Prototyping in Data Science

A conversation between Jose A. Rodriguez and Fabien Girardin on how data scientists can think ahead of the curve

Published in

TDS Archive

11 min readMar 14, 2022

Image courtesy of generative artist Iskra Velitchkova.

The definition of a data scientist is in constant evolution, particularly with the increase in specializations in the domain. I have nothing against specialization, except that I believe that not all data scientists should be pigeonholed into roles for solving specific problems or automating a specific process. A fair part of the practice of data science is about exploring ideas that do not have a shape yet. It is about being curious, testing assumptions, looking where no one else is looking, and above all, it is about understanding what to do instead of following the current tech culture of “cranking stuff out”. Which raises the question of how to give room to data scientists to think ahead of the curve.

In this conversation with Jose A. Rodriguez-Serrano, Senior Data Scientist and Program Manager at BBVA AI Factory, we introduce the term “discovery-driven prototyping” to describe how prototyping in data science can lead to the exploration of possible paths for decision-making.

👋 Hello! My name is Fabien Girardin. Each week, I set aside a couple hours for video calls for anybody (e.g. students, colleagues, friends, other professionals, etc.) to talk about anything related to data science and/or design. These conversations offer time to think and reflect on our practices and projects away from the constant hype around the work on data and Artificial Intelligence. This is the approximate transcript of one of these behind-the-curtain discussions.
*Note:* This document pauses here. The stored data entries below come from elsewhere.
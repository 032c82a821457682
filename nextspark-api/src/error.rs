/// Error handling for the API server
///
/// This module provides a unified error type that maps to HTTP responses.
/// All handlers return `Result<T, ApiError>`, which converts into the
/// platform's failure envelope:
///
/// ```json
/// {"success": false, "error": "Only the team owner can do that", "code": "OWNER_ONLY"}
/// ```
///
/// Authorization failures carry differentiated codes (`OWNER_ONLY`,
/// `PERMISSION_DENIED`, `TEAM_CONTEXT_REQUIRED`, `FEATURE_NOT_AVAILABLE`,
/// `QUOTA_EXCEEDED`) so clients can render precise UX instead of a generic
/// 403.

use axum::{
    http::StatusCode,
    response::{IntoResponse, Response},
    Json,
};
use serde::{Deserialize, Serialize};
use serde_json::{json, Value as JsonValue};
use std::fmt;

use nextspark_shared::auth::authorization::AuthzError;
use nextspark_shared::auth::jwt::JwtError;
use nextspark_shared::auth::middleware::AuthError;
use nextspark_shared::auth::password::PasswordError;
use nextspark_shared::billing::entitlement::EntitlementError;
use nextspark_shared::content::registry::ContentError;

/// API result type alias
pub type ApiResult<T> = Result<T, ApiError>;

/// Unified API error type
#[derive(Debug)]
pub enum ApiError {
    /// Bad request (400)
    BadRequest(String),

    /// Unauthorized (401)
    Unauthorized(String),

    /// Generic permission failure (403, PERMISSION_DENIED)
    PermissionDenied(String),

    /// Owner-only operation attempted by a non-owner (403, OWNER_ONLY)
    OwnerOnly,

    /// Team-scoped route called without team context (403, TEAM_CONTEXT_REQUIRED)
    TeamContextRequired,

    /// Plan does not include the feature (403, FEATURE_NOT_AVAILABLE)
    FeatureNotAvailable(String),

    /// Quota exhausted (403, QUOTA_EXCEEDED)
    QuotaExceeded {
        resource: &'static str,
        current: i64,
        limit: i64,
    },

    /// Not found (404)
    NotFound(String),

    /// Conflict (409) - e.g., duplicate email or slug
    Conflict(String),

    /// Validation failure (400, VALIDATION_FAILED) with per-field details
    ValidationError(Vec<ValidationErrorDetail>),

    /// Internal server error (500)
    InternalError(String),
}

/// Validation error detail
#[derive(Debug, Clone, Serialize, Deserialize)]
pub struct ValidationErrorDetail {
    /// Field (or content path) that failed validation
    pub field: String,

    /// Error message
    pub message: String,
}

impl fmt::Display for ApiError {
    fn fmt(&self, f: &mut fmt::Formatter<'_>) -> fmt::Result {
        match self {
            ApiError::BadRequest(msg) => write!(f, "Bad request: {}", msg),
            ApiError::Unauthorized(msg) => write!(f, "Unauthorized: {}", msg),
            ApiError::PermissionDenied(msg) => write!(f, "Permission denied: {}", msg),
            ApiError::OwnerOnly => write!(f, "Only the team owner can perform this operation"),
            ApiError::TeamContextRequired => write!(f, "Team context required"),
            ApiError::FeatureNotAvailable(msg) => write!(f, "Feature not available: {}", msg),
            ApiError::QuotaExceeded {
                resource,
                current,
                limit,
            } => write!(f, "{} quota exceeded ({}/{})", resource, current, limit),
            ApiError::NotFound(msg) => write!(f, "Not found: {}", msg),
            ApiError::Conflict(msg) => write!(f, "Conflict: {}", msg),
            ApiError::ValidationError(errors) => {
                write!(f, "Validation failed: {} errors", errors.len())
            }
            ApiError::InternalError(msg) => write!(f, "Internal error: {}", msg),
        }
    }
}

impl std::error::Error for ApiError {}

impl ApiError {
    /// Machine-readable error code
    pub fn code(&self) -> &'static str {
        match self {
            ApiError::BadRequest(_) => "BAD_REQUEST",
            ApiError::Unauthorized(_) => "UNAUTHORIZED",
            ApiError::PermissionDenied(_) => "PERMISSION_DENIED",
            ApiError::OwnerOnly => "OWNER_ONLY",
            ApiError::TeamContextRequired => "TEAM_CONTEXT_REQUIRED",
            ApiError::FeatureNotAvailable(_) => "FEATURE_NOT_AVAILABLE",
            ApiError::QuotaExceeded { .. } => "QUOTA_EXCEEDED",
            ApiError::NotFound(_) => "NOT_FOUND",
            ApiError::Conflict(_) => "CONFLICT",
            ApiError::ValidationError(_) => "VALIDATION_FAILED",
            ApiError::InternalError(_) => "INTERNAL_ERROR",
        }
    }

    /// HTTP status for the error
    pub fn status(&self) -> StatusCode {
        match self {
            ApiError::BadRequest(_) | ApiError::ValidationError(_) => StatusCode::BAD_REQUEST,
            ApiError::Unauthorized(_) => StatusCode::UNAUTHORIZED,
            ApiError::PermissionDenied(_)
            | ApiError::OwnerOnly
            | ApiError::TeamContextRequired
            | ApiError::FeatureNotAvailable(_)
            | ApiError::QuotaExceeded { .. } => StatusCode::FORBIDDEN,
            ApiError::NotFound(_) => StatusCode::NOT_FOUND,
            ApiError::Conflict(_) => StatusCode::CONFLICT,
            ApiError::InternalError(_) => StatusCode::INTERNAL_SERVER_ERROR,
        }
    }
}

impl IntoResponse for ApiError {
    fn into_response(self) -> Response {
        let status = self.status();
        let code = self.code();

        let message = match &self {
            // Never leak internals to clients
            ApiError::InternalError(detail) => {
                tracing::error!(detail = %detail, "Internal error");
                "An internal error occurred".to_string()
            }
            other => other.to_string(),
        };

        let mut body: JsonValue = json!({
            "success": false,
            "error": message,
            "code": code,
        });

        match &self {
            ApiError::ValidationError(details) => {
                body["details"] = json!(details);
            }
            ApiError::QuotaExceeded {
                resource,
                current,
                limit,
            } => {
                body["details"] = json!({
                    "resource": resource,
                    "current": current,
                    "limit": limit,
                });
            }
            _ => {}
        }

        (status, Json(body)).into_response()
    }
}

/// Convert request DTO validation failures
impl From<validator::ValidationErrors> for ApiError {
    fn from(errors: validator::ValidationErrors) -> Self {
        let details = errors
            .field_errors()
            .into_iter()
            .flat_map(|(field, errs)| {
                errs.iter().map(move |e| ValidationErrorDetail {
                    field: field.to_string(),
                    message: e
                        .message
                        .as_ref()
                        .map(|m| m.to_string())
                        .unwrap_or_else(|| format!("failed {} validation", e.code)),
                })
            })
            .collect();

        ApiError::ValidationError(details)
    }
}

/// Convert block-tree validation failures
impl From<ContentError> for ApiError {
    fn from(err: ContentError) -> Self {
        match err {
            ContentError::NotAnArray => ApiError::ValidationError(vec![ValidationErrorDetail {
                field: "content".to_string(),
                message: "Content must be a JSON array of blocks".to_string(),
            }]),
            ContentError::Invalid(violations) => ApiError::ValidationError(
                violations
                    .into_iter()
                    .map(|v| ValidationErrorDetail {
                        field: format!("content{}", v.path),
                        message: v.message,
                    })
                    .collect(),
            ),
        }
    }
}

/// Convert sqlx errors to API errors
impl From<sqlx::Error> for ApiError {
    fn from(err: sqlx::Error) -> Self {
        match err {
            sqlx::Error::RowNotFound => ApiError::NotFound("Resource not found".to_string()),
            sqlx::Error::Database(db_err) => {
                if let Some(constraint) = db_err.constraint() {
                    if constraint.contains("email") {
                        return ApiError::Conflict("Email already exists".to_string());
                    }
                    if constraint.contains("slug") {
                        return ApiError::Conflict("Slug already taken".to_string());
                    }
                    return ApiError::Conflict(format!("Constraint violation: {}", constraint));
                }

                ApiError::InternalError(format!("Database error: {}", db_err))
            }
            _ => ApiError::InternalError(format!("Database error: {}", err)),
        }
    }
}

/// Convert authorization errors, preserving the differentiated codes
impl From<AuthzError> for ApiError {
    fn from(err: AuthzError) -> Self {
        match err {
            AuthzError::NotMember(_) => {
                ApiError::PermissionDenied("Not a member of this team".to_string())
            }
            AuthzError::InsufficientRole { .. } => {
                ApiError::PermissionDenied("Insufficient role for this operation".to_string())
            }
            AuthzError::OwnerOnly => ApiError::OwnerOnly,
            AuthzError::MissingScope(scope) => {
                ApiError::PermissionDenied(format!("Missing required scope: {}", scope))
            }
            AuthzError::DatabaseError(err) => {
                ApiError::InternalError(format!("Database error: {}", err))
            }
        }
    }
}

/// Convert entitlement errors, naming the failing layer
impl From<EntitlementError> for ApiError {
    fn from(err: EntitlementError) -> Self {
        match err {
            EntitlementError::PermissionDenied { action, .. } => {
                ApiError::PermissionDenied(format!("Role may not perform {}", action))
            }
            EntitlementError::FeatureNotAvailable { feature, plan, .. } => {
                ApiError::FeatureNotAvailable(format!(
                    "The {} feature is not included in the {} plan",
                    feature,
                    plan.as_str()
                ))
            }
            EntitlementError::QuotaExceeded {
                resource,
                current,
                limit,
            } => ApiError::QuotaExceeded {
                resource,
                current,
                limit,
            },
            EntitlementError::Database(err) => {
                ApiError::InternalError(format!("Database error: {}", err))
            }
        }
    }
}

/// Convert authentication errors
impl From<AuthError> for ApiError {
    fn from(err: AuthError) -> Self {
        match err {
            AuthError::MissingCredentials => {
                ApiError::Unauthorized("Missing credentials".to_string())
            }
            AuthError::InvalidFormat(msg) => ApiError::BadRequest(msg),
            AuthError::InvalidToken(msg) => ApiError::Unauthorized(msg),
            AuthError::InvalidApiKey(msg) => ApiError::Unauthorized(msg),
            AuthError::DatabaseError(msg) => ApiError::InternalError(msg),
        }
    }
}

/// Convert JWT errors
impl From<JwtError> for ApiError {
    fn from(err: JwtError) -> Self {
        match err {
            JwtError::Expired => ApiError::Unauthorized("Token expired".to_string()),
            JwtError::InvalidIssuer { .. } => {
                ApiError::Unauthorized("Invalid token issuer".to_string())
            }
            _ => ApiError::Unauthorized(format!("Invalid token: {}", err)),
        }
    }
}

/// Convert password errors
impl From<PasswordError> for ApiError {
    fn from(err: PasswordError) -> Self {
        ApiError::InternalError(format!("Password operation failed: {}", err))
    }
}

#[cfg(test)]
mod tests {
    use super::*;

    #[test]
    fn test_codes_and_statuses() {
        assert_eq!(ApiError::OwnerOnly.code(), "OWNER_ONLY");
        assert_eq!(ApiError::OwnerOnly.status(), StatusCode::FORBIDDEN);

        assert_eq!(ApiError::TeamContextRequired.code(), "TEAM_CONTEXT_REQUIRED");
        assert_eq!(ApiError::TeamContextRequired.status(), StatusCode::FORBIDDEN);

        let quota = ApiError::QuotaExceeded {
            resource: "tasks",
            current: 100,
            limit: 100,
        };
        assert_eq!(quota.code(), "QUOTA_EXCEEDED");
        assert_eq!(quota.status(), StatusCode::FORBIDDEN);

        assert_eq!(
            ApiError::ValidationError(vec![]).status(),
            StatusCode::BAD_REQUEST
        );
        assert_eq!(
            ApiError::NotFound("x".to_string()).status(),
            StatusCode::NOT_FOUND
        );
    }

    #[test]
    fn test_authz_error_mapping_preserves_owner_only() {
        let err: ApiError = AuthzError::OwnerOnly.into();
        assert_eq!(err.code(), "OWNER_ONLY");

        let err: ApiError = AuthzError::NotMember(uuid::Uuid::nil()).into();
        assert_eq!(err.code(), "PERMISSION_DENIED");
    }

    #[test]
    fn test_entitlement_error_mapping() {
        use nextspark_shared::models::subscription::Plan;
        use nextspark_shared::models::team_member::TeamRole;

        let err: ApiError = EntitlementError::PermissionDenied {
            action: "tasks.create".to_string(),
            role: TeamRole::Viewer,
        }
        .into();
        assert_eq!(err.code(), "PERMISSION_DENIED");

        let err: ApiError = EntitlementError::FeatureNotAvailable {
            action: "ai.converse".to_string(),
            plan: Plan::Free,
            feature: "ai",
        }
        .into();
        assert_eq!(err.code(), "FEATURE_NOT_AVAILABLE");

        let err: ApiError = EntitlementError::QuotaExceeded {
            resource: "tasks",
            current: 100,
            limit: 100,
        }
        .into();
        assert_eq!(err.code(), "QUOTA_EXCEEDED");
    }

    #[test]
    fn test_display() {
        let err = ApiError::BadRequest("Invalid input".to_string());
        assert_eq!(err.to_string(), "Bad request: Invalid input");

        let err = ApiError::QuotaExceeded {
            resource: "pages",
            current: 50,
            limit: 50,
        };
        assert_eq!(err.to_string(), "pages quota exceeded (50/50)");
    }
}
📅 Book a 45-minutes slot in my calendar

FABIEN: A while ago, you recommended me reading Creativity, Inc.: Overcoming the Unseen Forces That Stand in the Way of True Inspiration by Ed Catmull, the Co-founder of Pixar. There is one particular quote that stood out to me:

“It isn’t enough to pick a path — you must go down it. By doing so, you see things you couldn’t possibly see when you started out; you may not like what you see, some of it may be confusing, but at least you will have, as we like to say, ‘explored the neighborhood.’ The key point here is that even if you decide you’re in the wrong place, there is still time to head toward the right place.” — Ed Catmull

That mindset resonates well with how I practice data science. Along with the increase in specializations in the domain, I often hear a narrow definition of the role of a data science function in an organization. I observe teams with their nose to the grindstone, busy with small improvements or short-term requests. Their scope is limited to solving specific business problems or optimizing existing processes.

But what happens when the problem is based on assumptions or is not well defined? What happens if the design of the optimized system does not take into account its implications (e.g. bias, quality)? What happens when nobody really knows exactly what infrastructure or datasets are necessary? What happens when an idea has only been discussed with abstract opinions during a meeting?

I believe there is a part of the data science practice that aims at addressing these questions. It aims at ‘exploring the neighborhood’ when the path is unknown. It aims at discovering the unknown unknowns, at guiding decision-making through the creation of possible paths (e.g. prototypes, experiments).

Do you share that observation?

Exploring the neighborhood with data. Image by author.

JOSE: Totally. Creativity, Inc excels in arguing the need for exploration and experimentation in enterprises. What the quote you mention says, in plain words, is: you’ll see the value of certain ideas only after putting a good team to work on them, and not before.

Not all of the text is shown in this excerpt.